__YOUR GOAL__:
For this exercise, set down all the records exactly as given.

__EXERCISE DATA__:

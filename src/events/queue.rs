//! In-process event queue.
//!
//! `QueueChannel::publish` never waits: a full or closed queue is reported as
//! a publish failure and the event is dropped. The consumer task drains the
//! queue and keeps the most recent event in the cache under
//! [`LAST_EVENT_KEY`].

use anyhow::{anyhow, Result};
use async_trait::async_trait;
use std::sync::Arc;
use std::time::Duration;
use tokio::sync::mpsc;
use tokio::task::JoinHandle;
use tracing::{info, warn};

use super::{EventChannel, ScoreNotification};
use crate::cache::ScoreCache;
use crate::scores::best_effort;

/// Cache key holding the most recently consumed score event.
pub const LAST_EVENT_KEY: &str = "score_events:last";

#[derive(Clone)]
pub struct QueueChannel {
    tx: mpsc::Sender<ScoreNotification>,
}

impl QueueChannel {
    /// Build a bounded queue and hand back its receiving end.
    pub fn new(capacity: usize) -> (Self, mpsc::Receiver<ScoreNotification>) {
        let (tx, rx) = mpsc::channel(capacity);
        (QueueChannel { tx }, rx)
    }
}

#[async_trait]
impl EventChannel for QueueChannel {
    async fn publish(&self, event: &ScoreNotification) -> Result<()> {
        self.tx
            .try_send(event.clone())
            .map_err(|e| anyhow!("event queue rejected event for {}: {}", event.id, e))
    }
}

/// Spawn the consumer loop. It ends when every sender has been dropped.
pub fn start_event_consumer(
    mut rx: mpsc::Receiver<ScoreNotification>,
    cache: Arc<dyn ScoreCache>,
    cache_timeout: Duration,
) -> JoinHandle<()> {
    tokio::spawn(async move {
        info!("Score event consumer started");
        while let Some(event) = rx.recv().await {
            info!(
                "Score event: {} {} scored ({}-{})",
                event.id, event.side, event.home_points, event.away_points
            );
            let bytes = match serde_json::to_vec(&event) {
                Ok(b) => b,
                Err(e) => {
                    warn!("Failed to serialize score event {}: {}", event.id, e);
                    continue;
                }
            };
            best_effort(
                "cache.set(last event)",
                cache_timeout,
                cache.set(LAST_EVENT_KEY, bytes),
            )
            .await;
        }
        info!("Score event consumer stopped");
    })
}
use anyhow::{Context, Result};
use async_trait::async_trait;
use reqwest::Client;
use std::time::Duration;
use tracing::debug;

use super::{EventChannel, ScoreNotification};

/// Publishes score notifications as JSON `POST`s to a fixed URL.
///
/// The underlying `reqwest` client pools connections; each publish is still
/// an independent request with its own timeout.
#[derive(Clone)]
pub struct WebhookChannel {
    http: Client,
    url: String,
}

impl WebhookChannel {
    pub fn new(url: &str, timeout: Duration) -> Result<Self> {
        let http = Client::builder()
            .timeout(timeout)
            .build()
            .context("Failed to build HTTP client")?;
        Ok(WebhookChannel {
            http,
            url: url.to_string(),
        })
    }
}

#[async_trait]
impl EventChannel for WebhookChannel {
    async fn publish(&self, event: &ScoreNotification) -> Result<()> {
        debug!("Publishing score event for {} to {}", event.id, self.url);
        let resp = self
            .http
            .post(&self.url)
            .json(event)
            .send()
            .await
            .context("Event webhook request failed")?;

        if !resp.status().is_success() {
            anyhow::bail!("Event webhook returned {}", resp.status());
        }
        Ok(())
    }
}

__WRITTEN RESPONSE__:
filename src/events/queue.rs
//! In-process event queue.
//!
//! `QueueChannel::publish` never waits: a full or closed queue is reported as
//! a publish failure and the event is dropped. The consumer task drains the
//! queue and keeps the most recent event in the cache under
//! [`LAST_EVENT_KEY`].

use anyhow::{anyhow, Result};
use async_trait::async_trait;
use std::sync::Arc;
use std::time::Duration;
use tokio::sync::mpsc;
use tokio::task::JoinHandle;
use tracing::{info, warn};

use super::{EventChannel, ScoreNotification};
use crate::cache::ScoreCache;
use crate::scores::best_effort;

/// Cache key holding the most recently consumed score event.
pub const LAST_EVENT_KEY: &str = "score_events:last";

#[derive(Clone)]
pub struct QueueChannel {
    tx: mpsc::Sender<ScoreNotification>,
}

impl QueueChannel {
    /// Build a bounded queue and hand back its receiving end.
    pub fn new(capacity: usize) -> (Self, mpsc::Receiver<ScoreNotification>) {
        let (tx, rx) = mpsc::channel(capacity);
        (QueueChannel { tx }, rx)
    }
}

#[async_trait]
impl EventChannel for QueueChannel {
    async fn publish(&self, event: &ScoreNotification) -> Result<()> {
        self.tx
            .try_send(event.clone())
            .map_err(|e| anyhow!("event queue rejected event for {}: {}", event.id, e))
    }
}

/// Spawn the consumer loop. It ends when every sender has been dropped.
pub fn start_event_consumer(
    mut rx: mpsc::Receiver<ScoreNotification>,
    cache: Arc<dyn ScoreCache>,
    cache_timeout: Duration,
) -> JoinHandle<()> {
    tokio::spawn(async move {
        info!("Score event consumer started");
        while let Some(event) = rx.recv().await {
            info!(
                "Score event: {} {} scored ({}-{})",
                event.id, event.side, event.home_points, event.away_points
            );
            let bytes = match serde_json::to_vec(&event) {
                Ok(b) => b,
                Err(e) => {
                    warn!("Failed to serialize score event {}: {}", event.id, e);
                    continue;
                }
            };
            best_effort(
                "cache.set(last event)",
                cache_timeout,
                cache.set(LAST_EVENT_KEY, bytes),
            )
            .await;
        }
        info!("Score event consumer stopped");
    })
}
use anyhow::{Context, Result};
use async_trait::async_trait;
use reqwest::Client;
use std::time::Duration;
use tracing::debug;

use super::{EventChannel, ScoreNotification};

/// Publishes score notifications as JSON `POST`s to a fixed URL.
///
/// The underlying `reqwest` client pools connections; each publish is still
/// an independent request with its own timeout.
#[derive(Clone)]
pub struct WebhookChannel {
    http: Client,
    url: String,
}

impl WebhookChannel {
    pub fn new(url: &str, timeout: Duration) -> Result<Self> {
        let http = Client::builder()
            .timeout(timeout)
            .build()
            .context("Failed to build HTTP client")?;
        Ok(WebhookChannel {
            http,
            url: url.to_string(),
        })
    }
}

#[async_trait]
impl EventChannel for WebhookChannel {
    async fn publish(&self, event: &ScoreNotification) -> Result<()> {
        debug!("Publishing score event for {} to {}", event.id, self.url);
        let resp = self
            .http
            .post(&self.url)
            .json(event)
            .send()
            .await
            .context("Event webhook request failed")?;

        if !resp.status().is_success() {
            anyhow::bail!("Event webhook returned {}", resp.status());
        }
        Ok(())
    }
}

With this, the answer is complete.